• **To do**
All that is needed is each line of the entries holding the word "collections", copied as it stands.

(Study material Opens)

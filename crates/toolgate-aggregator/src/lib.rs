// crates/toolgate-aggregator/src/lib.rs
// ============================================================================
// Module: Toolgate Aggregator Library
// Description: Public API surface for the MCP aggregator.
// Purpose: Expose the session router, transport seam, and merge helpers.
// Dependencies: crate::{aggregator, merge, rpc, session, transport}
// ============================================================================

//! ## Overview
//! The aggregator is a stateful session router between the edge and backend
//! MCP servers: `initialize` fan-out with capability unions, namespaced
//! `tools/list`, per-service `tools/call` routing, and SSE multiplexing
//! support via per-backend byte sources.

// ============================================================================
// SECTION: Modules
// ============================================================================

pub mod aggregator;
pub mod merge;
pub mod rpc;
pub mod session;
pub mod transport;

// ============================================================================
// SECTION: Re-Exports
// ============================================================================

pub use aggregator::Aggregator;
pub use aggregator::BackendEndpoint;
pub use aggregator::McpResponse;
pub use merge::merge_initialize_result;
pub use merge::prefix_tools;
pub use rpc::INTERNAL_ERROR;
pub use rpc::INVALID_PARAMS;
pub use rpc::decode_backend_payload;
pub use rpc::error_response;
pub use rpc::request_id;
pub use rpc::result_response;
pub use session::BackendSession;
pub use session::Session;
pub use session::SessionStore;
pub use transport::BackendError;
pub use transport::BackendReply;
pub use transport::BackendTransport;
pub use transport::ByteSource;
pub use transport::HttpBackendTransport;
pub use transport::MCP_SESSION_HEADER;
/// Parses an optional usize with a default.
fn parse_usize(
    env: &impl EnvSource,
    variable: &'static str,
    default: usize,
) -> Result<usize, ConfigError> {
    match env.get(variable) {
        None => Ok(default),
        Some(raw) => raw
            .trim()
            .parse()
            .map_err(|_| ConfigError::invalid(variable, format!("invalid integer: {raw}"))),
    }
}

// ============================================================================
// SECTION: Tests
// ============================================================================
// crates/toolgate-aggregator/src/rpc.rs
// ============================================================================
// Module: JSON-RPC Envelopes
// Description: JSON-RPC response builders and backend payload decoding.
// Purpose: Keep the aggregator's wire handling in one place.
// Dependencies: serde_json
// ============================================================================

//! ## Overview
//! The aggregator speaks JSON-RPC 2.0 on both sides. Backends may answer
//! with raw JSON or SSE-wrapped JSON (the first `data:` line of an event
//! stream); both decode through [`decode_backend_payload`]. Error codes
//! follow the JSON-RPC reservations: `-32602` for invalid params (unknown
//! service) and `-32603` for internal backend failures.

// ============================================================================
// SECTION: Imports
// ============================================================================

use serde_json::Value;
use serde_json::json;

// ============================================================================
// SECTION: Error Codes
// ============================================================================

/// JSON-RPC error code for invalid params (unknown service).
pub const INVALID_PARAMS: i64 = -32602;
/// JSON-RPC error code for internal errors (backend failure).
pub const INTERNAL_ERROR: i64 = -32603;

// ============================================================================
// SECTION: Response Builders
// ============================================================================

/// Builds a JSON-RPC result response.
#[must_use]
pub fn result_response(id: Value, result: Value) -> Value {
    json!({
        "jsonrpc": "2.0",
        "id": id,
        "result": result,
    })
}

/// Builds a JSON-RPC error response.
#[must_use]
pub fn error_response(id: Value, code: i64, message: impl Into<String>) -> Value {
    json!({
        "jsonrpc": "2.0",
        "id": id,
        "error": {
            "code": code,
            "message": message.into(),
        },
    })
}

/// Returns the `id` member of a JSON-RPC request, defaulting to null.
#[must_use]
pub fn request_id(payload: &Value) -> Value {
    payload.get("id").cloned().unwrap_or(Value::Null)
}

// ============================================================================
// SECTION: Backend Payload Decoding
// ============================================================================

/// Decodes a backend response body that is raw JSON or SSE-wrapped JSON.
///
/// SSE-wrapped responses carry the JSON message on the first `data:` line.
#[must_use]
pub fn decode_backend_payload(content_type: Option<&str>, body: &[u8]) -> Option<Value> {
    let is_sse = content_type.is_some_and(|value| value.contains("text/event-stream"));
    if is_sse {
        return decode_sse_payload(body);
    }
    match serde_json::from_slice(body) {
        Ok(value) => Some(value),
        // Some backends mislabel SSE bodies; fall back to frame scanning.
        Err(_) => decode_sse_payload(body),
    }
}

/// Extracts the first `data:` line of an SSE body and parses it as JSON.
fn decode_sse_payload(body: &[u8]) -> Option<Value> {
    let text = String::from_utf8_lossy(body);
    for line in text.lines() {
        if let Some(data) = line.strip_prefix("data:") {
            let data = data.strip_prefix(' ').unwrap_or(data);
            return serde_json::from_str(data).ok();
        }
    }
    None
}

// ============================================================================
// SECTION: Tests
// ============================================================================

#[cfg(test)]
mod tests {
    use serde_json::json;

    use super::decode_backend_payload;
    use super::error_response;
    use super::request_id;

    #[test]
    fn decodes_raw_json() {
        let value = decode_backend_payload(Some("application/json"), br#"{"ok":true}"#);
        assert_eq!(value, Some(json!({"ok": true})));
    }

    #[test]
    fn decodes_sse_wrapped_json() {
        let body = b"event: message\ndata: {\"jsonrpc\":\"2.0\",\"id\":1,\"result\":{}}\n\n";
        let value = decode_backend_payload(Some("text/event-stream"), body);
        assert_eq!(value.map(|payload| payload["id"].clone()), Some(json!(1)));
    }

    #[test]
    fn falls_back_to_sse_scan_on_mislabel() {
        let body = b"data: {\"id\":2}\n\n";
        let value = decode_backend_payload(Some("application/json"), body);
        assert_eq!(value, Some(json!({"id": 2})));
    }

    #[test]
    fn error_response_shape() {
        let value = error_response(json!(7), super::INVALID_PARAMS, "unknown service");
        assert_eq!(value["error"]["code"], json!(-32602));
        assert_eq!(value["id"], json!(7));
    }

    #[test]
    fn request_id_defaults_to_null() {
        assert_eq!(request_id(&json!({"id": 3})), json!(3));
        assert_eq!(request_id(&json!({})), serde_json::Value::Null);
    }
}
// crates/toolgate-aggregator/tests/aggregator.rs
// ============================================================================
// Module: Aggregator Tests
// Description: Fan-out, routing, and degradation tests with a fake transport.
// ============================================================================
//! ## Overview
//! Validates initialize fan-out and capability unions, granted-service
//! filtering on `tools/list`, per-service `tools/call` routing, and
//! single-backend degradation.

#![allow(
    clippy::panic,
    clippy::print_stdout,
    clippy::print_stderr,
    clippy::unwrap_used,
    clippy::expect_used,
    clippy::use_debug,
    clippy::dbg_macro,
    clippy::panic_in_result_fn,
    clippy::unwrap_in_result,
    reason = "Test-only output and panic-based assertions are permitted."
)]

use std::collections::BTreeSet;
use std::collections::HashMap;
use std::collections::VecDeque;
use std::sync::Arc;
use std::sync::Mutex;
use std::time::Duration;

use async_trait::async_trait;
use bytes::Bytes;
use serde_json::Value;
use serde_json::json;
use toolgate_aggregator::Aggregator;
use toolgate_aggregator::BackendEndpoint;
use toolgate_aggregator::BackendError;
use toolgate_aggregator::BackendReply;
use toolgate_aggregator::BackendTransport;
use toolgate_aggregator::ByteSource;
use toolgate_core::ServiceName;
use toolgate_core::SessionId;

// ============================================================================
// SECTION: Fake Transport
// ============================================================================

/// Recorded outbound post.
#[derive(Debug, Clone)]
struct RecordedPost {
    url: String,
    session_id: Option<SessionId>,
    body: Value,
}

/// Scripted backend transport recording every call.
#[derive(Default)]
struct FakeTransport {
    /// Scripted post replies per URL, consumed in order.
    replies: Mutex<HashMap<String, VecDeque<Result<BackendReply, BackendError>>>>,
    /// Recorded posts and notifications.
    posts: Mutex<Vec<RecordedPost>>,
    /// Recorded session deletions.
    deletes: Mutex<Vec<(String, Option<SessionId>)>>,
}

impl FakeTransport {
    fn script(&self, url: &str, reply: Result<BackendReply, BackendError>) {
        self.replies.lock().unwrap().entry(url.to_string()).or_default().push_back(reply);
    }

    fn posts_to(&self, url: &str) -> Vec<RecordedPost> {
        self.posts.lock().unwrap().iter().filter(|post| post.url == url).cloned().collect()
    }

    fn deletes(&self) -> Vec<(String, Option<SessionId>)> {
        self.deletes.lock().unwrap().clone()
    }
}

#[async_trait]
impl BackendTransport for FakeTransport {
    async fn post(
        &self,
        url: &str,
        session_id: Option<&SessionId>,
        body: &Value,
        _timeout: Duration,
    ) -> Result<BackendReply, BackendError> {
        self.posts.lock().unwrap().push(RecordedPost {
            url: url.to_string(),
            session_id: session_id.cloned(),
            body: body.clone(),
        });
        self.replies
            .lock()
            .unwrap()
            .get_mut(url)
            .and_then(VecDeque::pop_front)
            .unwrap_or_else(|| Err(BackendError::Transport("unscripted".to_string())))
    }

    async fn notify(
        &self,
        url: &str,
        session_id: Option<&SessionId>,
        body: &Value,
        _timeout: Duration,
    ) -> Result<(), BackendError> {
        self.posts.lock().unwrap().push(RecordedPost {
            url: url.to_string(),
            session_id: session_id.cloned(),
            body: body.clone(),
        });
        Ok(())
    }

    async fn open_stream(
        &self,
        _url: &str,
        _session_id: Option<&SessionId>,
    ) -> Result<Box<dyn ByteSource>, BackendError> {
        Ok(Box::new(EmptySource))
    }

    async fn delete_session(
        &self,
        url: &str,
        session_id: Option<&SessionId>,
        _timeout: Duration,
    ) -> Result<(), BackendError> {
        self.deletes.lock().unwrap().push((url.to_string(), session_id.cloned()));
        Ok(())
    }
}

/// Byte source that ends immediately.
struct EmptySource;

#[async_trait]
impl ByteSource for EmptySource {
    async fn next(&mut self) -> Result<Option<Bytes>, BackendError> {
        Ok(None)
    }
}

// ============================================================================
// SECTION: Fixtures
// ============================================================================

const CALENDAR_URL: &str = "http://calendar:3000/mcp";
const SEARCH_URL: &str = "http://search:3001/mcp";

fn endpoints() -> Vec<BackendEndpoint> {
    vec![
        BackendEndpoint {
            name: ServiceName::new("mock-calendar"),
            url: CALENDAR_URL.to_string(),
        },
        BackendEndpoint {
            name: ServiceName::new("duckduckgo"),
            url: SEARCH_URL.to_string(),
        },
    ]
}

fn aggregator(transport: Arc<FakeTransport>) -> Aggregator {
    Aggregator::new(
        endpoints(),
        transport,
        Duration::from_secs(10),
        Duration::from_secs(30),
    )
}

fn initialize_reply(session: &str, capabilities: Value) -> Result<BackendReply, BackendError> {
    Ok(BackendReply {
        session_id: Some(SessionId::new(session)),
        payload: json!({
            "jsonrpc": "2.0",
            "id": 1,
            "result": {"protocolVersion": "2025-03-26", "capabilities": capabilities}
        }),
    })
}

fn initialize_request() -> Value {
    json!({"jsonrpc": "2.0", "id": 1, "method": "initialize", "params": {}})
}

async fn initialized_session(
    transport: &Arc<FakeTransport>,
    aggregator: &Aggregator,
) -> SessionId {
    transport.script(CALENDAR_URL, initialize_reply("cal-1", json!({"tools": {}})));
    transport.script(SEARCH_URL, initialize_reply("ddg-1", json!({"resources": {}})));
    let response = aggregator.handle_post(None, None, initialize_request()).await;
    response.session_id.unwrap()
}

// ============================================================================
// SECTION: Initialize
// ============================================================================

/// Initialize fans out to every backend and unions capabilities.
#[tokio::test]
async fn initialize_merges_capabilities() {
    let transport = Arc::new(FakeTransport::default());
    let aggregator = aggregator(Arc::clone(&transport));
    transport.script(CALENDAR_URL, initialize_reply("cal-1", json!({"tools": {}})));
    transport.script(SEARCH_URL, initialize_reply("ddg-1", json!({"resources": {}})));

    let response = aggregator.handle_post(None, None, initialize_request()).await;
    assert_eq!(response.status, 200);
    assert!(response.session_id.is_some());
    let body = response.body.unwrap();
    assert_eq!(body["result"]["capabilities"]["tools"], json!({}));
    assert_eq!(body["result"]["capabilities"]["resources"], json!({}));
    assert_eq!(aggregator.active_sessions(), 1);
    assert_eq!(transport.posts_to(CALENDAR_URL).len(), 1);
    assert_eq!(transport.posts_to(SEARCH_URL).len(), 1);
}

/// A failed backend degrades initialize to the remaining backends.
#[tokio::test]
async fn initialize_survives_one_backend_failure() {
    let transport = Arc::new(FakeTransport::default());
    let aggregator = aggregator(Arc::clone(&transport));
    transport.script(CALENDAR_URL, initialize_reply("cal-1", json!({"tools": {}})));
    transport.script(SEARCH_URL, Err(BackendError::Status(500)));

    let response = aggregator.handle_post(None, None, initialize_request()).await;
    assert_eq!(response.status, 200);
    let session_id = response.session_id.unwrap();

    // Only the surviving backend is bound into the session.
    transport.script(CALENDAR_URL, Ok(BackendReply {
        session_id: None,
        payload: json!({"jsonrpc": "2.0", "id": 2, "result": {"tools": []}}),
    }));
    let list = aggregator
        .handle_post(
            Some(&session_id),
            None,
            json!({"jsonrpc": "2.0", "id": 2, "method": "tools/list"}),
        )
        .await;
    assert_eq!(list.status, 200);
    let list_posts = transport.posts_to(SEARCH_URL);
    assert_eq!(list_posts.len(), 1, "search backend got only the initialize attempt");
}

/// Zero successful backends fail initialize.
#[tokio::test]
async fn initialize_with_no_backends_fails() {
    let transport = Arc::new(FakeTransport::default());
    let aggregator = aggregator(Arc::clone(&transport));
    transport.script(CALENDAR_URL, Err(BackendError::Transport("down".to_string())));
    transport.script(SEARCH_URL, Err(BackendError::Transport("down".to_string())));

    let response = aggregator.handle_post(None, None, initialize_request()).await;
    assert_eq!(response.status, 502);
    assert_eq!(response.body.unwrap()["error"]["code"], json!(-32603));
    assert_eq!(aggregator.active_sessions(), 0);
}

// ============================================================================
// SECTION: Tools List
// ============================================================================

/// Granted services restrict the fan-out and names are prefixed.
#[tokio::test]
async fn tools_list_filters_and_prefixes() {
    let transport = Arc::new(FakeTransport::default());
    let aggregator = aggregator(Arc::clone(&transport));
    let session_id = initialized_session(&transport, &aggregator).await;

    transport.script(CALENDAR_URL, Ok(BackendReply {
        session_id: None,
        payload: json!({
            "jsonrpc": "2.0",
            "id": 2,
            "result": {"tools": [{"name": "list_events"}, {"name": "create_event"}]}
        }),
    }));

    let mut granted = BTreeSet::new();
    granted.insert(ServiceName::new("mock-calendar"));
    let response = aggregator
        .handle_post(
            Some(&session_id),
            Some(&granted),
            json!({"jsonrpc": "2.0", "id": 2, "method": "tools/list"}),
        )
        .await;

    let body = response.body.unwrap();
    let tools = body["result"]["tools"].as_array().unwrap();
    let names: Vec<&str> =
        tools.iter().map(|tool| tool["name"].as_str().unwrap()).collect();
    assert_eq!(names, vec!["mock-calendar.list_events", "mock-calendar.create_event"]);
    assert!(names.iter().all(|name| name.starts_with("mock-calendar.")));

    // The filtered-out backend saw only the initialize post.
    assert_eq!(transport.posts_to(SEARCH_URL).len(), 1);
}

/// An empty granted set lists nothing.
#[tokio::test]
async fn tools_list_with_empty_grant_is_empty() {
    let transport = Arc::new(FakeTransport::default());
    let aggregator = aggregator(Arc::clone(&transport));
    let session_id = initialized_session(&transport, &aggregator).await;

    let granted = BTreeSet::new();
    let response = aggregator
        .handle_post(
            Some(&session_id),
            Some(&granted),
            json!({"jsonrpc": "2.0", "id": 2, "method": "tools/list"}),
        )
        .await;
    let body = response.body.unwrap();
    assert_eq!(body["result"]["tools"], json!([]));
}

// ============================================================================
// SECTION: Tools Call
// ============================================================================

/// Calls route to the owning backend with the un-prefixed name.
#[tokio::test]
async fn tools_call_routes_to_owning_backend() {
    let transport = Arc::new(FakeTransport::default());
    let aggregator = aggregator(Arc::clone(&transport));
    let session_id = initialized_session(&transport, &aggregator).await;

    transport.script(CALENDAR_URL, Ok(BackendReply {
        session_id: None,
        payload: json!({"jsonrpc": "2.0", "id": 3, "result": {"content": []}}),
    }));

    let response = aggregator
        .handle_post(
            Some(&session_id),
            None,
            json!({
                "jsonrpc": "2.0",
                "id": 3,
                "method": "tools/call",
                "params": {"name": "mock-calendar.list_events", "arguments": {"date": "2026-02-14"}}
            }),
        )
        .await;
    assert_eq!(response.status, 200);
    assert_eq!(response.body.unwrap()["result"]["content"], json!([]));

    let posts = transport.posts_to(CALENDAR_URL);
    let call = posts.last().unwrap();
    assert_eq!(call.body["params"]["name"], json!("list_events"));
    assert_eq!(call.session_id, Some(SessionId::new("cal-1")));
    // The other backend received nothing beyond initialize.
    assert_eq!(transport.posts_to(SEARCH_URL).len(), 1);
}

/// Unknown services answer with JSON-RPC -32602.
#[tokio::test]
async fn tools_call_unknown_service_is_invalid_params() {
    let transport = Arc::new(FakeTransport::default());
    let aggregator = aggregator(Arc::clone(&transport));
    let session_id = initialized_session(&transport, &aggregator).await;

    let response = aggregator
        .handle_post(
            Some(&session_id),
            None,
            json!({
                "jsonrpc": "2.0",
                "id": 4,
                "method": "tools/call",
                "params": {"name": "nowhere.tool", "arguments": {}}
            }),
        )
        .await;
    assert_eq!(response.status, 400);
    assert_eq!(response.body.unwrap()["error"]["code"], json!(-32602));
}

/// Backend failures answer with JSON-RPC -32603 and 502.
#[tokio::test]
async fn tools_call_backend_failure_is_internal_error() {
    let transport = Arc::new(FakeTransport::default());
    let aggregator = aggregator(Arc::clone(&transport));
    let session_id = initialized_session(&transport, &aggregator).await;

    transport.script(CALENDAR_URL, Err(BackendError::Status(500)));
    let response = aggregator
        .handle_post(
            Some(&session_id),
            None,
            json!({
                "jsonrpc": "2.0",
                "id": 5,
                "method": "tools/call",
                "params": {"name": "mock-calendar.list_events", "arguments": {}}
            }),
        )
        .await;
    assert_eq!(response.status, 502);
    assert_eq!(response.body.unwrap()["error"]["code"], json!(-32603));
}

// ============================================================================
// SECTION: Session Teardown
// ============================================================================

/// Deletes propagate to every backend session and drop the local session.
#[tokio::test]
async fn delete_propagates_and_drops_session() {
    let transport = Arc::new(FakeTransport::default());
    let aggregator = aggregator(Arc::clone(&transport));
    let session_id = initialized_session(&transport, &aggregator).await;
    assert_eq!(aggregator.active_sessions(), 1);

    let status = aggregator.handle_delete(&session_id).await;
    assert_eq!(status, 204);
    assert_eq!(aggregator.active_sessions(), 0);

    let deletes = transport.deletes();
    assert_eq!(deletes.len(), 2);
    assert!(deletes.iter().any(|(url, session)| {
        url == CALENDAR_URL && session == &Some(SessionId::new("cal-1"))
    }));

    let status = aggregator.handle_delete(&session_id).await;
    assert_eq!(status, 404);
}

/// Ping answers locally with an empty result.
#[tokio::test]
async fn ping_answers_locally() {
    let transport = Arc::new(FakeTransport::default());
    let aggregator = aggregator(transport);
    let response = aggregator
        .handle_post(None, None, json!({"jsonrpc": "2.0", "id": 9, "method": "ping"}))
        .await;
    assert_eq!(response.status, 200);
    assert_eq!(response.body.unwrap()["result"], json!({}));
}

(Study material Closes)

• **Answer section**
use std::collections::BTreeSet;
use std::collections::HashMap;
use std::collections::VecDeque;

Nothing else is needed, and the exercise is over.